Para Analis, aquele afastamento foi como uma segunda viuvez. Ela, que encontrara no sogro o único pilar que a sustentava, sentiu-se subitamente à deriva.
— Majestade — chamou ela certa noite, no corredor que levava aos aposentos reais, ao notar que Robert tentava desviar o caminho para não cruzá-la. — Fiz algo que o ofendeu?
Robert parou, de costas para ela. Seus ombros, outrora imponentes, tremiam levemente sob o manto de arminho.
— De forma alguma, minha filha — respondeu ele, a voz soando gélida, forçada. — Apenas os assuntos de Estado pesam mais do que o habitual. Peço que me dê licença.
Ele partiu sem olhar para trás. Analis ficou parada na penumbra, sentindo um vazio gelado se instalar onde antes havia o conforto da proteção dele. Nos dias que se seguiram, ela começou a notar detalhes que antes ignorava: sentia falta do som da risada rouca de Robert, do modo como ele a segurava com firmeza e, principalmente, da sensação de segurança que só ele conseguia prover.
Uma noite, incapaz de dormir, Analis caminhou até a biblioteca. Para sua surpresa, Robert estava lá, sentado diante de uma lareira quase apagada, segurando um retrato de Drake. Ele não percebeu a entrada dela.
— Perdoe-me, meu filho... — sussurrou o rei para o retrato, a voz carregada de uma agonia dilacerante. — Eu tento lutar, mas cada vez que a vejo, sinto que estou traindo a sua memória e, ao mesmo tempo, encontrando a única razão para ainda querer viver.
Analis, escondida atrás de uma estante, levou a mão à boca. O coração dela, que ela acreditava estar morto junto com Drake, deu um solavanco doloroso. Ela percebeu que a falta que sentia de Robert não era apenas saudade de um sogro; era o desespero de uma mulher que estava começando a amar o único homem que a valorizara quando o mundo a descartou.
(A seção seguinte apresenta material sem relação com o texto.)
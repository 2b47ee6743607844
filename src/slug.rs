/// Turns heading text into an anchor id.
///
/// Lower-cases the text, drops everything that is not an ASCII letter or digit,
/// a kana, a CJK ideograph or whitespace, then joins whitespace runs with a
/// single hyphen. Repeated headings produce the same id; callers rely on that.
pub fn slugify(text: &str) -> String {
    let mut slug = String::with_capacity(text.len());
    let mut pending_gap = false;
    for c in text.to_lowercase().chars() {
        if c.is_whitespace() {
            pending_gap = true;
        } else if is_slug_char(c) {
            if pending_gap {
                slug.push('-');
                pending_gap = false;
            }
            slug.push(c);
        }
    }
    // trailing whitespace still counts as a gap
    if pending_gap {
        slug.push('-');
    }
    slug
}

fn is_slug_char(c: char) -> bool {
    c.is_ascii_lowercase()
        || c.is_ascii_digit()
        || ('\u{3040}'..='\u{30FF}').contains(&c)
        || ('\u{4E00}'..='\u{9FAF}').contains(&c)
}
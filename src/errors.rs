use axum::{http::StatusCode, response::IntoResponse, Json};

use crate::{favorite::FavoriteError, JsonResponse};

#[derive(Debug, thiserror::Error)]
pub enum RequestError {
    #[error("{0}")]
    NotFound(&'static str),
    #[error("{0}")]
    BadRequest(String),
    #[error("{0}")]
    Conflict(&'static str),
    #[error("Internal Server Error")]
    ServerError,
    #[error("Database error: {0}")]
    DatabaseError(#[from] sqlx::Error),
}

#[derive(serde::Serialize, serde::Deserialize, Debug)]
pub struct RequestErrorJsonWrapper {
    pub errors: RequestErrorJson,
}

#[derive(serde::Serialize, serde::Deserialize, Debug)]
pub struct RequestErrorJson {
    pub body: Vec<String>,
}

impl RequestErrorJsonWrapper {
    pub fn new(error: &str) -> RequestErrorJsonWrapper {
        RequestErrorJsonWrapper {
            errors: RequestErrorJson {
                body: vec![error.to_string()],
            },
        }
    }
}

impl From<FavoriteError> for RequestError {
    fn from(value: FavoriteError) -> Self {
        match value {
            FavoriteError::NotFound(_) => Self::NotFound("Article not found"),
            FavoriteError::Database(e) => Self::DatabaseError(e),
            other => {
                tracing::error!(error = %other, "like mutation failed");
                Self::ServerError
            }
        }
    }
}

impl IntoResponse for RequestError {
    fn into_response(self) -> axum::response::Response {
        self.to_json_response().into_response()
    }
}

impl RequestError {
    pub fn to_json_response(&self) -> JsonResponse<RequestErrorJsonWrapper> {
        let (status_code, json) = match self {
            RequestError::NotFound(message) => {
                (StatusCode::NOT_FOUND, RequestErrorJsonWrapper::new(message))
            }
            RequestError::BadRequest(message) => {
                (StatusCode::BAD_REQUEST, RequestErrorJsonWrapper::new(message))
            }
            RequestError::Conflict(message) => {
                (StatusCode::CONFLICT, RequestErrorJsonWrapper::new(message))
            }
            RequestError::ServerError => (
                StatusCode::INTERNAL_SERVER_ERROR,
                RequestErrorJsonWrapper::new("Internal Server Error"),
            ),
            RequestError::DatabaseError(e) => {
                tracing::error!(error = %e, "database error");
                (
                    StatusCode::INTERNAL_SERVER_ERROR,
                    RequestErrorJsonWrapper::new("Internal Server Error"),
                )
            }
        };
        (status_code, Json(json))
    }

    /// True when the database rejected a write because of a UNIQUE index.
    pub fn is_unique_violation(&self) -> bool {
        matches!(
            self,
            RequestError::DatabaseError(sqlx::Error::Database(e))
                if e.message().contains("UNIQUE constraint failed")
        )
    }
}
#![allow(dead_code)]

use std::time::Duration;

use chrono::{DateTime, Utc};
use serde_json::{json, Value};
use tempfile::TempDir;
use techblog::{get_random_free_port, make_router, run_app, Settings};

/// A running server backed by its own sqlite file. The database and its
/// journal files live in `data_dir`, which is removed on drop.
pub struct TestApp {
    pub base_url: String,
    pub client: reqwest::Client,
    data_dir: TempDir,
}

pub async fn spawn_app() -> TestApp {
    let (port, address) = get_random_free_port().expect("free port");
    let data_dir = TempDir::new().expect("temp dir");
    let db_path = data_dir.path().join(format!("techblog-{port}.db"));
    let mut settings = Settings::new(format!("sqlite://{}", db_path.display()), address);
    settings.page_size = 9;

    tokio::spawn(run_app(make_router(), settings));

    let app = TestApp {
        base_url: format!("http://{address}"),
        client: reqwest::Client::new(),
        data_dir,
    };
    for _ in 0..100 {
        if let Ok(response) = app.client.get(app.url("/check_health")).send().await {
            if response.status().is_success() {
                return app;
            }
        }
        tokio::time::sleep(Duration::from_millis(50)).await;
    }
    panic!("server did not come up on {address}");
}

impl TestApp {
    /// Scratch directory for files a test wants cleaned up with the app.
    pub fn data_dir(&self) -> &std::path::Path {
        self.data_dir.path()
    }

    pub fn url(&self, path: &str) -> String {
        format!("{}{path}", self.base_url)
    }

    pub async fn post_json(&self, path: &str, body: Value) -> reqwest::Response {
        self.client
            .post(self.url(path))
            .json(&body)
            .send()
            .await
            .expect("request failed")
    }

    pub async fn put_json(&self, path: &str, body: Value) -> reqwest::Response {
        self.client
            .put(self.url(path))
            .json(&body)
            .send()
            .await
            .expect("request failed")
    }

    pub async fn get_json(&self, path: &str) -> (reqwest::StatusCode, Value) {
        let response = self
            .client
            .get(self.url(path))
            .send()
            .await
            .expect("request failed");
        let status = response.status();
        let body = response.json().await.unwrap_or(Value::Null);
        (status, body)
    }

    /// Creates an author and an icon and returns their ids.
    pub async fn seed_author_and_icon(&self) -> (i64, i64) {
        let user: Value = self
            .post_json(
                "/api/users",
                json!({ "username": "tech_writer", "name": "Tech Writer", "email": "tech@example.com" }),
            )
            .await
            .json()
            .await
            .unwrap();
        let icon: Value = self
            .post_json(
                "/api/icons",
                json!({ "name": "article", "url": "/icons/article.svg" }),
            )
            .await
            .json()
            .await
            .unwrap();
        (
            user["user"]["id"].as_i64().unwrap(),
            icon["icon"]["id"].as_i64().unwrap(),
        )
    }

    pub async fn create_tag(&self, name: &str) -> i64 {
        let tag: Value = self
            .post_json("/api/tags", json!({ "name": name }))
            .await
            .json()
            .await
            .unwrap();
        tag["tag"]["id"].as_i64().unwrap()
    }

    pub async fn create_article(
        &self,
        (author_id, icon_id): (i64, i64),
        title: &str,
        body: &str,
        tag_ids: &[i64],
        published_at: Option<DateTime<Utc>>,
    ) -> i64 {
        let response = self
            .post_json(
                "/api/articles",
                json!({ "article": {
                    "title": title,
                    "body": body,
                    "authorId": author_id,
                    "iconId": icon_id,
                    "tagIds": tag_ids,
                    "published": published_at.is_some(),
                    "publishedAt": published_at,
                }}),
            )
            .await;
        assert_eq!(response.status(), reqwest::StatusCode::CREATED);
        let article: Value = response.json().await.unwrap();
        article["article"]["id"].as_i64().unwrap()
    }
}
Ela deu um passo à frente, revelando-se na luz fraca do fogo.
— Robert... — chamou ela, a voz carregada de uma ternura que a assustou.
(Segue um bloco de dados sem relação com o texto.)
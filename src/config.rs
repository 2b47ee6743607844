use std::{env, fmt::Display, net::SocketAddr, str::FromStr};

use anyhow::{bail, Context, Result};
use tracing::{info, warn};

use crate::excerpt::{
    derive_excerpt, estimate_reading_minutes, DEFAULT_EXCERPT_LENGTH, DEFAULT_READING_SPEED,
};

pub const DEFAULT_PAGE_SIZE: u32 = 9;

/// Presentation tuning for excerpts and reading time.
#[derive(Debug, Clone, Copy, PartialEq, Eq)]
pub struct ContentSettings {
    pub excerpt_length: usize,
    pub reading_speed: usize,
}

impl Default for ContentSettings {
    fn default() -> Self {
        Self {
            excerpt_length: DEFAULT_EXCERPT_LENGTH,
            reading_speed: DEFAULT_READING_SPEED,
        }
    }
}

impl ContentSettings {
    pub fn excerpt(&self, raw_body: &str) -> String {
        derive_excerpt(raw_body, self.excerpt_length)
    }

    pub fn reading_minutes(&self, raw_body: &str) -> u32 {
        estimate_reading_minutes(raw_body, self.reading_speed)
    }
}

#[derive(Debug, Clone)]
pub struct Settings {
    pub database_url: String,
    pub address: SocketAddr,
    pub content: ContentSettings,
    pub page_size: u32,
}

impl Settings {
    pub fn load() -> Result<Self> {
        let database_url = env::var("DATABASE_URL").context("DATABASE_URL must be set")?;
        let host: std::net::IpAddr = try_load("HOST", "127.0.0.1")?;
        let port: u16 = try_load("PORT", "3001")?;
        let settings = Self {
            database_url,
            address: SocketAddr::new(host, port),
            content: ContentSettings {
                excerpt_length: try_load("EXCERPT_LENGTH", &DEFAULT_EXCERPT_LENGTH.to_string())?,
                reading_speed: try_load("READING_SPEED", &DEFAULT_READING_SPEED.to_string())?,
            },
            page_size: try_load("PAGE_SIZE", &DEFAULT_PAGE_SIZE.to_string())?,
        };
        settings.validate()?;
        Ok(settings)
    }

    pub fn new(database_url: impl Into<String>, address: SocketAddr) -> Self {
        Self {
            database_url: database_url.into(),
            address,
            content: ContentSettings::default(),
            page_size: DEFAULT_PAGE_SIZE,
        }
    }

    fn validate(&self) -> Result<()> {
        if self.content.excerpt_length == 0 {
            bail!("EXCERPT_LENGTH must be positive");
        }
        if self.content.reading_speed == 0 {
            bail!("READING_SPEED must be positive");
        }
        if self.page_size == 0 {
            bail!("PAGE_SIZE must be positive");
        }
        Ok(())
    }
}

fn try_load<T: FromStr>(key: &str, default: &str) -> Result<T>
where
    T::Err: Display,
{
    let raw = env::var(key).unwrap_or_else(|_| {
        info!("{key} not set, using default: {default}");
        default.to_string()
    });
    raw.parse().map_err(|e| {
        warn!("Invalid {key} value: {e}");
        anyhow::anyhow!("invalid value for {key}: {raw:?}")
    })
}

#[cfg(test)]
mod tests {
    use super::*;

    #[test]
    fn defaults_match_presentation_constants() {
        let content = ContentSettings::default();
        assert_eq!(content.excerpt_length, 150);
        assert_eq!(content.reading_speed, 200);
        assert_eq!(content.reading_minutes(""), 1);
    }

    #[test]
    fn content_settings_are_adjustable() {
        let content = ContentSettings {
            excerpt_length: 4,
            reading_speed: 2,
        };
        assert_eq!(content.excerpt("abcdefgh"), "abcd...");
        assert_eq!(content.reading_minutes("abcde"), 3);
    }

    #[test]
    fn zero_page_size_is_rejected() {
        let mut settings = Settings::new("sqlite::memory:", "127.0.0.1:0".parse().unwrap());
        assert!(settings.validate().is_ok());
        settings.page_size = 0;
        assert!(settings.validate().is_err());
    }
}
O rei levantou-se num salto, o retrato quase caindo de suas mãos. Seus olhos encontraram os dela, e por um longo momento, o respeito ao falecido e o desejo proibido travaram uma batalha visível em seus semblantes.
— Você não deveria estar aqui, Analis — disse ele, tentando retomar a frieza, mas falhando miseravelmente quando ela se aproximou mais um passo.
— Eu não consigo mais ficar sozinha naquela escuridão — confessou ela, as lágrimas brilhando nos olhos. — O senhor me salvou da Inglaterra, me deu um nome... e agora me condena ao silêncio? Eu sinto sua falta, Robert. Mais do que eu deveria.
O ar na biblioteca ficou denso, carregado de uma eletricidade perigosa. O rei Robert sentiu o peito arder, a dor física de seu coração acelerado misturando-se à necessidade de abraçá-la. O conflito era devastador: amar Analis era a glória e o pecado de um homem que já não tinha nada a perder, exceto a própria alma.